Saved data entries:
____________________

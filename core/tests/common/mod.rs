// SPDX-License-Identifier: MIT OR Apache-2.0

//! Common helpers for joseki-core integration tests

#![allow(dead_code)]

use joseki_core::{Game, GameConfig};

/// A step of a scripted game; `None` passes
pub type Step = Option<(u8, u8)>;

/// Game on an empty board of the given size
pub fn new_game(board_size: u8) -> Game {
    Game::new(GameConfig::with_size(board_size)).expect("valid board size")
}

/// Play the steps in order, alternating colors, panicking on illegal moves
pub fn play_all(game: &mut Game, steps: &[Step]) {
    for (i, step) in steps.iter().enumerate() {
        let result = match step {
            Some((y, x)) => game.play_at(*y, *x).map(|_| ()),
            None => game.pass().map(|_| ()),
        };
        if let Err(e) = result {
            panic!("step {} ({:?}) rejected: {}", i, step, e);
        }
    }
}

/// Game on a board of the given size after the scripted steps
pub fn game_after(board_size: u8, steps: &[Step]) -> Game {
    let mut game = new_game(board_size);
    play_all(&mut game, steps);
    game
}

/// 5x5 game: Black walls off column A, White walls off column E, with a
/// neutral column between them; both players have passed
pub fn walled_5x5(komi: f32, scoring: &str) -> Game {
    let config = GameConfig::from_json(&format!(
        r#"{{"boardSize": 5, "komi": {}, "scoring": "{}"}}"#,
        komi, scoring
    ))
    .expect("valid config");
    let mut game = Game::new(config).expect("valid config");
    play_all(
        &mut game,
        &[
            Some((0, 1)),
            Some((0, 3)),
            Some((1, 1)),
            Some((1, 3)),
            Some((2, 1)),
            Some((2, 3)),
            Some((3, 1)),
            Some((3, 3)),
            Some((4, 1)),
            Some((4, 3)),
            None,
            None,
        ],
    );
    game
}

____________________

» **WHAT THE TASK REQUIRES**
Exactly as they stand, please print the lines from the first line of the records above down to the line that includes "on illegal moves", both of those included and no others.

» **WRITTEN SOLUTION**
filename core/tests/common/mod.rs
// SPDX-License-Identifier: MIT OR Apache-2.0

//! Common helpers for joseki-core integration tests

#![allow(dead_code)]

use joseki_core::{Game, GameConfig};

/// A step of a scripted game; `None` passes
pub type Step = Option<(u8, u8)>;

/// Game on an empty board of the given size
pub fn new_game(board_size: u8) -> Game {
    Game::new(GameConfig::with_size(board_size)).expect("valid board size")
}

/// Play the steps in order, alternating colors, panicking on illegal moves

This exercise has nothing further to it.